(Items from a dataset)
+++

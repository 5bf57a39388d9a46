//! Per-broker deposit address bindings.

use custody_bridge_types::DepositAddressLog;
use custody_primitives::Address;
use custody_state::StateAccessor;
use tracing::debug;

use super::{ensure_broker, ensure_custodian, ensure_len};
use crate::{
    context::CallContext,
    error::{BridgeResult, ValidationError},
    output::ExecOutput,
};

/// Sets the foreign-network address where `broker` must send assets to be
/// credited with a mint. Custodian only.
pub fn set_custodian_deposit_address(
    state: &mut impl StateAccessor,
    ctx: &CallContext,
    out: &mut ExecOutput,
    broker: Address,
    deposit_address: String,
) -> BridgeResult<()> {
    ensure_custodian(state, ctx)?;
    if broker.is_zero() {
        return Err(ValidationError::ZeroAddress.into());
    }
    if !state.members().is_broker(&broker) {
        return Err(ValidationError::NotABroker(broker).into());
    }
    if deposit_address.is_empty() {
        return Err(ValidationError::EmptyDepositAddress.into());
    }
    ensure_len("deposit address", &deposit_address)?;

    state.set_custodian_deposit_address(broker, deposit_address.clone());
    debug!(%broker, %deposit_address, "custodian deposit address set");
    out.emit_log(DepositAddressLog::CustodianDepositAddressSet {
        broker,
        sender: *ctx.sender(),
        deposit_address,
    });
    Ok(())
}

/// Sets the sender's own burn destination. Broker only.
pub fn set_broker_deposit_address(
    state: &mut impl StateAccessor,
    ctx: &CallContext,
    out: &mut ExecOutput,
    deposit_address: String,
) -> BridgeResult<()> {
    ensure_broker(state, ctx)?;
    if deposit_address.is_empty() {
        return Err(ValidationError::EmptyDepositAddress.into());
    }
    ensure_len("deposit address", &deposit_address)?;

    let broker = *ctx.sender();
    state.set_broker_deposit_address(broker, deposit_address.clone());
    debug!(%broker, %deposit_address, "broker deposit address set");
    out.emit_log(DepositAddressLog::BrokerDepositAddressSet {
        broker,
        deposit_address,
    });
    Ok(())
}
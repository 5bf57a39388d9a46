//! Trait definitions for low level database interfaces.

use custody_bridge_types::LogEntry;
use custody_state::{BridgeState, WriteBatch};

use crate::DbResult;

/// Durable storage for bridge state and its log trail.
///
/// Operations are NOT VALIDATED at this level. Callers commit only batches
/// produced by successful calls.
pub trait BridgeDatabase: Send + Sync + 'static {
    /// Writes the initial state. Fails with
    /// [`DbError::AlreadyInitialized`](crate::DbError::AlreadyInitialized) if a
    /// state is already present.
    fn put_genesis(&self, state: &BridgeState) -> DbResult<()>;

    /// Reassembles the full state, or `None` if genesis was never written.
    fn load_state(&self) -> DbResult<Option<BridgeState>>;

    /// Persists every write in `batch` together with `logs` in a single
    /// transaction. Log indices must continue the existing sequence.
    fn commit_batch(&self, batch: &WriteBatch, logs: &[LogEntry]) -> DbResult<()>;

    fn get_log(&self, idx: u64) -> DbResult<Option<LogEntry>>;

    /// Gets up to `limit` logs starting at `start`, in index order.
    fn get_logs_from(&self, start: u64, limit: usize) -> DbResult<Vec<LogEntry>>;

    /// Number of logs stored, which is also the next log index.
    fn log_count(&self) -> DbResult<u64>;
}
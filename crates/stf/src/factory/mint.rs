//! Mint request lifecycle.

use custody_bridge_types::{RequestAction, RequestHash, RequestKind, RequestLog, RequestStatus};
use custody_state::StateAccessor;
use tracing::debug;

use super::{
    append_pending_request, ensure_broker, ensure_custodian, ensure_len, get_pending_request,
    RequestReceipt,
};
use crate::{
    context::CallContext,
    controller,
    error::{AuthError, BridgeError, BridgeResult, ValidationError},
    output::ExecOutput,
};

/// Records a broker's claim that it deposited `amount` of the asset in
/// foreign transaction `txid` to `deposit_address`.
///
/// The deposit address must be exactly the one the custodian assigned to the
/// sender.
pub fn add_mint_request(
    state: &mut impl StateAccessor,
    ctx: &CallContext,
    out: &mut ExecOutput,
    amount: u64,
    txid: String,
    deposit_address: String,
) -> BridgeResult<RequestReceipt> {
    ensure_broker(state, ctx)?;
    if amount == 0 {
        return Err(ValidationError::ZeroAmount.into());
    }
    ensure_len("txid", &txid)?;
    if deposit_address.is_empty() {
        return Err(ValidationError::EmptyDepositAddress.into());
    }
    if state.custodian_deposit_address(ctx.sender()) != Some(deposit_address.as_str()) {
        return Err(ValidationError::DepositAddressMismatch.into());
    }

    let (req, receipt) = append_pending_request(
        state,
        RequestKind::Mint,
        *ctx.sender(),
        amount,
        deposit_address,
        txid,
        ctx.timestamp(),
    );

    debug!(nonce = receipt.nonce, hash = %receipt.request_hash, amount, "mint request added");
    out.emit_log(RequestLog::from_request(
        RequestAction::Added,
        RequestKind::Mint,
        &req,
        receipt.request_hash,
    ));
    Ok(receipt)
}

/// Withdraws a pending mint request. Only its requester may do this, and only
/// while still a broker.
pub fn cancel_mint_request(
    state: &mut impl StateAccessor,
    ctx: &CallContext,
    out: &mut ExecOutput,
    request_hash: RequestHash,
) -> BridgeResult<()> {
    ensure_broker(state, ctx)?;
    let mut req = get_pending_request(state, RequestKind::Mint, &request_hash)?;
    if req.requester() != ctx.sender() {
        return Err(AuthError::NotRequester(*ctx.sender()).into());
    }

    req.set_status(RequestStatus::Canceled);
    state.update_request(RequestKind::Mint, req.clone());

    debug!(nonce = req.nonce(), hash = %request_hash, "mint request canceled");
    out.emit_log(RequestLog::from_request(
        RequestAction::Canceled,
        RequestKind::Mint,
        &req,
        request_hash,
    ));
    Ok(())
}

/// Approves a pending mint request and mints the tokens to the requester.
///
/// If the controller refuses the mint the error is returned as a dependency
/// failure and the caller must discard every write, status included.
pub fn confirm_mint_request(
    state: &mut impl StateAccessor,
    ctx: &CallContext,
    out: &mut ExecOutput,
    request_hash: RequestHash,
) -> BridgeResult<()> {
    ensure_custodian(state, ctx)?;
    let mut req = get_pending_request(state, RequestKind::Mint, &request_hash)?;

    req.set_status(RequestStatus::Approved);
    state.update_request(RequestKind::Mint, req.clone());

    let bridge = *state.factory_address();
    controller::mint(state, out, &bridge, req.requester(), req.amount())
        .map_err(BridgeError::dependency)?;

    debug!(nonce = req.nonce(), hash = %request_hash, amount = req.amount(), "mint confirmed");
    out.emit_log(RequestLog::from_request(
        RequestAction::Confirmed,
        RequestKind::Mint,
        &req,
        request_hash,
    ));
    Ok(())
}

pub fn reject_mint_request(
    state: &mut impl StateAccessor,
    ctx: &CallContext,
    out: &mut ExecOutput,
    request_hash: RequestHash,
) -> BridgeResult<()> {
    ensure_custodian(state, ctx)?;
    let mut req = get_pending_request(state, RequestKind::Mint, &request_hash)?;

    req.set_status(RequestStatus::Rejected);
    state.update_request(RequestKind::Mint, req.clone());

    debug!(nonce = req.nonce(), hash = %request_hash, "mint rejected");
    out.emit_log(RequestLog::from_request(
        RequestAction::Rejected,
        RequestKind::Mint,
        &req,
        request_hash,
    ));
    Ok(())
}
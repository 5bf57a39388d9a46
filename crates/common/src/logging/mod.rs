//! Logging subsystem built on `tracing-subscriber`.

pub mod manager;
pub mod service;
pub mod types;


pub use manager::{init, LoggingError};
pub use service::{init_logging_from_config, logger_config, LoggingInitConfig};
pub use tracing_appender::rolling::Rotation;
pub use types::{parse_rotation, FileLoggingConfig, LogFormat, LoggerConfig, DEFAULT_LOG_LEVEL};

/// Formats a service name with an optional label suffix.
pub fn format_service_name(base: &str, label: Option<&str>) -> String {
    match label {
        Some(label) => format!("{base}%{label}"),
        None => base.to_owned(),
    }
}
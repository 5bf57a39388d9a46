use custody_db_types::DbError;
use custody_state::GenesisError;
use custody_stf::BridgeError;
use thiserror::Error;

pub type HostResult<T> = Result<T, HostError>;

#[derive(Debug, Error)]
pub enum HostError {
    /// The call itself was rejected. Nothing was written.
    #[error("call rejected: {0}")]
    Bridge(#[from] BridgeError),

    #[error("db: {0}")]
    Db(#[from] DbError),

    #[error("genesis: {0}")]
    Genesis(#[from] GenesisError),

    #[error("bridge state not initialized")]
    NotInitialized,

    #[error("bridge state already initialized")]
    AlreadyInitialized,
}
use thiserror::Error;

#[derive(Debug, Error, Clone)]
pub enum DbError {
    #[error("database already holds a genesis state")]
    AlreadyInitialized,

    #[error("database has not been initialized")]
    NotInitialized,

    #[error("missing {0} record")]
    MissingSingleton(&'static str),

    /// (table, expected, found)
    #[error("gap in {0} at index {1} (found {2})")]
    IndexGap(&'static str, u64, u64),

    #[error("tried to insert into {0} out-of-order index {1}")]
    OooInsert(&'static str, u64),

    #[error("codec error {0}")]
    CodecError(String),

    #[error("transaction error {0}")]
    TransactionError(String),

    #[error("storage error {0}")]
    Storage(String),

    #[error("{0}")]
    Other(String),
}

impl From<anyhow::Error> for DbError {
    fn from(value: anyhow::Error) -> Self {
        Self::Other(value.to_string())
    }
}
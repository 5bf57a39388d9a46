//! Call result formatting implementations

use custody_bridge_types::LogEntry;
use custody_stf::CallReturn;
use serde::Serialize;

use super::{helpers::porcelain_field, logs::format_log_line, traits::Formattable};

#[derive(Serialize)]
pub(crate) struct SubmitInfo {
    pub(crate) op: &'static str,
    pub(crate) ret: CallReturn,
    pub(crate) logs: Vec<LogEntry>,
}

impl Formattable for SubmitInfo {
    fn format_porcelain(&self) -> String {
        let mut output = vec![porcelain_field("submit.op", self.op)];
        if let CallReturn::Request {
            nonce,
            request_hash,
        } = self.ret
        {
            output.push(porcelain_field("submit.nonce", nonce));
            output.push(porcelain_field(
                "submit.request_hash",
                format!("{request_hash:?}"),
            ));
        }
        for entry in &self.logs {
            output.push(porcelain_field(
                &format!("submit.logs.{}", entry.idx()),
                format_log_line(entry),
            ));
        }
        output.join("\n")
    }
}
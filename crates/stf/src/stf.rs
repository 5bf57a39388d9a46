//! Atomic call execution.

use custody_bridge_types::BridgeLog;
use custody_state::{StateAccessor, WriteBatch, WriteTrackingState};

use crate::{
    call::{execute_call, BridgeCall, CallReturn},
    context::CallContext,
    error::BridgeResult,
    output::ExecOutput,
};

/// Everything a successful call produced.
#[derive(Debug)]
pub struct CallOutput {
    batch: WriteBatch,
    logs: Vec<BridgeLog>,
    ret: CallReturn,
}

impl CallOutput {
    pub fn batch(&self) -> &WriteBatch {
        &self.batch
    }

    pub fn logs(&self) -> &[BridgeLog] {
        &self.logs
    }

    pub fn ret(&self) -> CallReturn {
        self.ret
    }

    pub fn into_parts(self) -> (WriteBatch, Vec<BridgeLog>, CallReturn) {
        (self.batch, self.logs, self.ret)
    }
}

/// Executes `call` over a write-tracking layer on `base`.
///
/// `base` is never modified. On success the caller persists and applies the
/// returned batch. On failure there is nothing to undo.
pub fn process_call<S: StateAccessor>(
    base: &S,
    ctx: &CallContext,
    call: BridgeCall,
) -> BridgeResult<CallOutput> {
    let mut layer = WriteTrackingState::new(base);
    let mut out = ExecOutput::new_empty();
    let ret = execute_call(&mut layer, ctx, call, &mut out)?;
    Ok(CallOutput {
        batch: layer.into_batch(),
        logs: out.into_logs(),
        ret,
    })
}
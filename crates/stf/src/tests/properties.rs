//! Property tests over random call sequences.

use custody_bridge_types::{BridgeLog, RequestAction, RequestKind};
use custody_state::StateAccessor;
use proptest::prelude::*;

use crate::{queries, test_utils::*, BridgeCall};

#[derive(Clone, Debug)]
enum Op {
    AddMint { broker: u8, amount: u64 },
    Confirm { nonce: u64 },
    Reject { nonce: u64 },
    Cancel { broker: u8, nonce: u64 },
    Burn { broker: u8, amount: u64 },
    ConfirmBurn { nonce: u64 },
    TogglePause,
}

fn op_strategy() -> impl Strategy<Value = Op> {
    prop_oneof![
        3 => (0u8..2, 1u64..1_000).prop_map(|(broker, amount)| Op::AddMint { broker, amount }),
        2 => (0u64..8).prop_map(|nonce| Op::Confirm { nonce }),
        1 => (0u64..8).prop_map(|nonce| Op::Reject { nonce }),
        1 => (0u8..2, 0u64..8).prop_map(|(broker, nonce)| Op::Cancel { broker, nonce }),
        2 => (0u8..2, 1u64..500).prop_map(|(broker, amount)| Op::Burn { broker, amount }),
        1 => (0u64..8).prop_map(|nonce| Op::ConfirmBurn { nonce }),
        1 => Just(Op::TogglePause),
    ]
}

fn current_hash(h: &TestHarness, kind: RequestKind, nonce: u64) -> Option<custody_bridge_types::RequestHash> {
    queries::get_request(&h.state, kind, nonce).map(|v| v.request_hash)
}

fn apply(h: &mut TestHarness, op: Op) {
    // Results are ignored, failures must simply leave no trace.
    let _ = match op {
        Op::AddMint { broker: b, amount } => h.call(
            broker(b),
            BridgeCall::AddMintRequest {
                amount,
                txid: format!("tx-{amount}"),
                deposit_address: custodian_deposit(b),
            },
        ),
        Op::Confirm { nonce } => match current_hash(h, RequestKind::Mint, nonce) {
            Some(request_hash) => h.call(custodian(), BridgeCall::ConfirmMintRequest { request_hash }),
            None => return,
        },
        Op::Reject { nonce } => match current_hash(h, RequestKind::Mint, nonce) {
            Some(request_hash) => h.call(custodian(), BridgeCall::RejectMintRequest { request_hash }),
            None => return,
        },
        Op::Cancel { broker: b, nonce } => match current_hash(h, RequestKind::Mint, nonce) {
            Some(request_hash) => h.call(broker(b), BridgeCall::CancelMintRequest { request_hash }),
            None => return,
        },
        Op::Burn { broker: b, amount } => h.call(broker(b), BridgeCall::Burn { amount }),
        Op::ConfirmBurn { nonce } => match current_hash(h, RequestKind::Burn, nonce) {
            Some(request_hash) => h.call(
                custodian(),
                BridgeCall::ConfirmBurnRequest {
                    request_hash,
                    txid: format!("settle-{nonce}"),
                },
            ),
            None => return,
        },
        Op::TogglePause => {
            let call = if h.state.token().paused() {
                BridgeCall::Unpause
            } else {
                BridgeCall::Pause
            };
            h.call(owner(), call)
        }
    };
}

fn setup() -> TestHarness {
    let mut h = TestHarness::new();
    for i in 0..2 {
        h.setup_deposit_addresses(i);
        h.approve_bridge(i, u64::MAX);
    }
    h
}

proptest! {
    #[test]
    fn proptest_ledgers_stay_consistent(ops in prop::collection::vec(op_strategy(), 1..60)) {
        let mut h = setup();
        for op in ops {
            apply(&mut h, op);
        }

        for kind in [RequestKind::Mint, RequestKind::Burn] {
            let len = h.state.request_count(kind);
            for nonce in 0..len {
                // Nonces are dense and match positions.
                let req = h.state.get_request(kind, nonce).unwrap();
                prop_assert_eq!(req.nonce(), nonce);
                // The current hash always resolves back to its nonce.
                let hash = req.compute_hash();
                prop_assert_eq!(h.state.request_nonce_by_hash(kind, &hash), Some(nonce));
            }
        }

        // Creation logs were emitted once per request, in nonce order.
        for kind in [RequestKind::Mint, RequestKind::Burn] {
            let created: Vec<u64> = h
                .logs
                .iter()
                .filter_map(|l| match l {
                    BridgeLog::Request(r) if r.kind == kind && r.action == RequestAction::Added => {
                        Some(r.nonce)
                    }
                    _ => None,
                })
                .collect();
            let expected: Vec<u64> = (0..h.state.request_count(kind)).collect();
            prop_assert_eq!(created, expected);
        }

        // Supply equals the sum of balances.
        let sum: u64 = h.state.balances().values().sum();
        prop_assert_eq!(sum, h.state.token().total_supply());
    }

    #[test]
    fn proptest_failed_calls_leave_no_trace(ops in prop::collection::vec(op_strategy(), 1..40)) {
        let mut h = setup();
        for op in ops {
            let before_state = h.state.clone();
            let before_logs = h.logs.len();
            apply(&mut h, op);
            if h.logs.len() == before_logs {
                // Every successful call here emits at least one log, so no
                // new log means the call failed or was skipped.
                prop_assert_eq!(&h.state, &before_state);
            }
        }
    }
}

+++

== What is needed ==
Across all the entries above, how many lines hold the word "foreign"? Answer with the number only.

== Result for this exercise ==
2